Menunggu adalah hal yang aku benci.
Bukan artinya aku tak bisa menjadi sabar.
Tapi, sabar terkadang begitu menyesakan.
Apa lagi melihat orang yang kita cintai hanya bisa terbaring menutup mata tak tahu kapan mata beriris cokelat itu terbuka.
Terkadang aku ingin meminta para dokter untuk berhenti mengatakan aku tak memiliki harapan lagi. Aku ingin menyuruhnya diam. Biarkan aku menunggu keajaiban itu datang. Dan jangan lagi mengganggu harapanku.
Meski jauh dari dalam hati, perlahan rasa ingin menyerah timbul.
"Dua hari lagi kita berangkat." Ujar Kasih padaku yang menatap lurus pada lelaki yang berbaring di atas ranjangnya.

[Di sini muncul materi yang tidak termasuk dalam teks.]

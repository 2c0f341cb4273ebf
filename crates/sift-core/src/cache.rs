//! Bounded fingerprint cache
//!
//! Remembers recently seen transaction fingerprints so immediate
//! re-deliveries never reach the store. Two independent eviction
//! mechanisms:
//! - Capacity pressure: least-recently-used entries fall out when the
//!   cache is full
//! - Age: `cleanup` drops entries older than a cutoff, regardless of
//!   recency, whenever the host decides to run maintenance

use std::num::NonZeroUsize;
use std::sync::Mutex;

use lru::LruCache;
use tracing::debug;

/// Default maximum number of cached fingerprints
pub const DEFAULT_CAPACITY: usize = 200;

/// Thread-safe bounded map of fingerprint → last-seen timestamp
pub struct FingerprintCache {
    entries: Mutex<LruCache<String, i64>>,
}

impl FingerprintCache {
    /// Create a cache bounded to `capacity` entries (minimum 1)
    pub fn new(capacity: usize) -> Self {
        let capacity = NonZeroUsize::new(capacity.max(1)).unwrap();
        Self {
            entries: Mutex::new(LruCache::new(capacity)),
        }
    }

    /// Insert a fingerprint, or refresh its timestamp and recency
    pub fn add(&self, fingerprint: &str, timestamp_millis: i64) {
        self.entries
            .lock()
            .unwrap()
            .put(fingerprint.to_string(), timestamp_millis);
    }

    /// Whether the fingerprint is cached; a hit refreshes its recency
    pub fn contains(&self, fingerprint: &str) -> bool {
        self.entries.lock().unwrap().get(fingerprint).is_some()
    }

    /// Drop every entry whose timestamp predates the cutoff
    ///
    /// Independent of LRU recency; invoked by the host on its own
    /// maintenance schedule. Returns the number of entries removed.
    pub fn cleanup(&self, older_than_millis: i64) -> usize {
        let mut entries = self.entries.lock().unwrap();
        let stale: Vec<String> = entries
            .iter()
            .filter(|&(_, &ts)| ts < older_than_millis)
            .map(|(fp, _)| fp.clone())
            .collect();
        for fp in &stale {
            entries.pop(fp);
        }
        if !stale.is_empty() {
            debug!(removed = stale.len(), "evicted stale fingerprints");
        }
        stale.len()
    }

    pub fn len(&self) -> usize {
        self.entries.lock().unwrap().len()
    }

    pub fn is_empty(&self) -> bool {
        self.len() == 0
    }
}

impl Default for FingerprintCache {
    fn default() -> Self {
        Self::new(DEFAULT_CAPACITY)
    }
}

"Jenaka." Panggilnya pelan karena aku masih tidak meresponnya.
Sekali tarikan nafas aku bangkit dari kursi yang lima tahun ini menjadi tempatku.
"Kamu udah persiapkan barangku?" Tanyaku masih memusatkan atensi pada lelaki di depanku.
Dia tidak koma seperti yang dokter katakan. Dia seperti tertidur, meski selang menempeli setengah sisi wajahnya.
"Udah. Kamu mau berangkat dari sini atau dari rumah?"
"Dari sini." Kataku tanpa berpikir. "Kamu bisa siapkan 'kan? Semuanya?" lirihku.
Dia mengangguk. "Kalo gitu aku balik ke studio dulu."
Saat dia bangkit dan berjalan ke pintu keluar, aku memanggil namanya. Kasih, selaku manager yang selama ini tetap setia menemaniku di saat semua orang menyerah padaku menoleh.
"Terima kasih." Ucapku dari hati.
Dia tersenyum tulus. "Walaupun aku butuh 5 tahun untuk bikin kamu kembali seperti Jenaka yang aku kenal... meski nggak sepenuhnya... aku tetap senang. Dan aku selalu percaya sama kamu."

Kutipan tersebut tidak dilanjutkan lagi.